Magical Acres is a Standardbred Training Facility located in Chesterfield Township, New Jersey. It is owned and operated by Chuck Sylvester, hall of fame trainer and the only trainer to win the Hambletonian Stakes four times. It was established in the late 1990s and continues to be family run by Sylvester and his family. The farm boasts 14 barns, 12 which contain fifteen stalls, two wash stalls, a feed room, laundry room, kitchen, and lounge. There is one 80 stall barn that belongs to the owner and another barn which is for their onsite farrier. There is also a state of the art therapy pool and two training tracks, one which is the fastest fast track in the state.

Chuck Sylvester 
Since the 1980s, Chuck Sylvester has been one of the most successful trainers in harness racing.  Born in Toledo, Ohio on June 18, 1940, and after modest success at the Ohio raceways and fairs, Chuck earned enormous success and notoriety with one of the sport greatest trotters ever—Mack Lobell.

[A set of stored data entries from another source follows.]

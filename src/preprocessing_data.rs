use crate::grouper::Group;
use crate::identifier::IdentifierSet;
use crate::RegroupError;
use rustc_hash::FxHashMap;
use std::collections::{BTreeSet, VecDeque};
use std::path::{Path, PathBuf};
use std::sync::{Mutex, MutexGuard};

#[derive(Default)]
struct State {
    archives: BTreeSet<PathBuf>,
    unindexed: VecDeque<PathBuf>,
    ids: Option<FxHashMap<PathBuf, IdentifierSet>>,
    groups_stored: bool,
    unmerged: VecDeque<Group>,
    num_groups: usize,
    uncleaned: VecDeque<PathBuf>,
    num_merged: usize,
    cleaned: Vec<PathBuf>,
}

/// Shared work state of one preprocessing run.
///
/// Each `try_take_*` call hands out every item exactly once, no matter how
/// many workers call it concurrently. All state sits behind one lock.
pub struct PreprocessingData {
    state: Mutex<State>,
}

impl PreprocessingData {
    pub fn new(archives: BTreeSet<PathBuf>) -> Self {
        let unindexed = archives.iter().cloned().collect();
        Self {
            state: Mutex::new(State {
                archives,
                unindexed,
                ids: Some(FxHashMap::default()),
                ..State::default()
            }),
        }
    }

    fn lock(&self) -> MutexGuard<'_, State> {
        // items are processed outside the lock, so a poisoned guard still holds consistent state
        self.state.lock().unwrap_or_else(|poisoned| poisoned.into_inner())
    }

    pub fn num_archives(&self) -> usize {
        self.lock().archives.len()
    }

    pub fn archives(&self) -> BTreeSet<PathBuf> {
        self.lock().archives.clone()
    }

    pub fn try_take_next_unindexed_archive(&self) -> Option<PathBuf> {
        self.lock().unindexed.pop_front()
    }

    pub fn store_ids(&self, archive: &Path, ids: IdentifierSet) -> Result<(), RegroupError> {
        let mut state = self.lock();
        if !state.archives.contains(archive) {
            return Err(RegroupError::Coordinator(format!(
                "unknown archive {}",
                archive.display()
            )));
        }
        let stored = state.ids.as_mut().ok_or_else(|| {
            RegroupError::Coordinator("identifiers were already handed to grouping".to_string())
        })?;
        if stored.contains_key(archive) {
            return Err(RegroupError::Coordinator(format!(
                "identifiers for {} stored twice",
                archive.display()
            )));
        }
        stored.insert(archive.to_path_buf(), ids);
        Ok(())
    }

    /// Hands out the collected identifier sets. Can only be called once.
    pub fn take_ids(&self) -> Result<FxHashMap<PathBuf, IdentifierSet>, RegroupError> {
        self.lock().ids.take().ok_or_else(|| {
            RegroupError::Coordinator("identifiers were already handed to grouping".to_string())
        })
    }

    pub fn store_groups(&self, groups: Vec<Group>) -> Result<(), RegroupError> {
        let mut state = self.lock();
        if state.groups_stored {
            return Err(RegroupError::Coordinator("groups stored twice".to_string()));
        }
        state.groups_stored = true;
        state.num_groups = groups.len();
        state.unmerged = groups.into();
        Ok(())
    }

    pub fn num_groups(&self) -> usize {
        self.lock().num_groups
    }

    pub fn try_take_next_unmerged_group(&self) -> Option<Group> {
        self.lock().unmerged.pop_front()
    }

    pub fn store_merged_archive(&self, archive: PathBuf) {
        let mut state = self.lock();
        state.num_merged += 1;
        state.uncleaned.push_back(archive);
    }

    pub fn num_merged(&self) -> usize {
        self.lock().num_merged
    }

    pub fn try_take_next_uncleaned_archive(&self) -> Option<PathBuf> {
        self.lock().uncleaned.pop_front()
    }

    pub fn store_cleaned_archive(&self, archive: PathBuf) {
        self.lock().cleaned.push(archive);
    }

    pub fn cleaned_archives(&self) -> Vec<PathBuf> {
        let mut cleaned = self.lock().cleaned.clone();
        cleaned.sort();
        cleaned
    }
}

Mack Lobell was the 1987 and 1988 Horse of the Year—only the third trotter in harness racing history to repeat two years in a row.  This great trotter set world records on every sized oval, winning every major trotting stake possible.  "Mack" went on to score a 41-5-6 record from 58 starts during his three years of racing, taking a sophomore record of 1:52.1 at Springfield and earning $3.9 million.

He was twice named Trotter of the Year (in 1993 & 1994), and won, among others, the Breeders Crown at two and three, the Beacon Course, an American National, etc.  Chuck began his career by campaigning at Raceway Park and at the Detroit area tracks.  In the late 1960s he developed the Invitational trotters Slomen and Sirloin, but garnered additional success with Diamond Exchange—a son of Arnie Almahurst that Chuck bought for $6,000 as a yearling who went on to earn over $624,000 with a mark of 1:55.

Chuck is a hall of fame trainer and has earned over $20 million in his career. He had three children, his eldest son died in a vehicle accident at Magical Acres in August 2010. He also has five grand children. His daughter continues to run the business along with his son in law who is also a top trainer for harness racing, training many $450k claiming horses.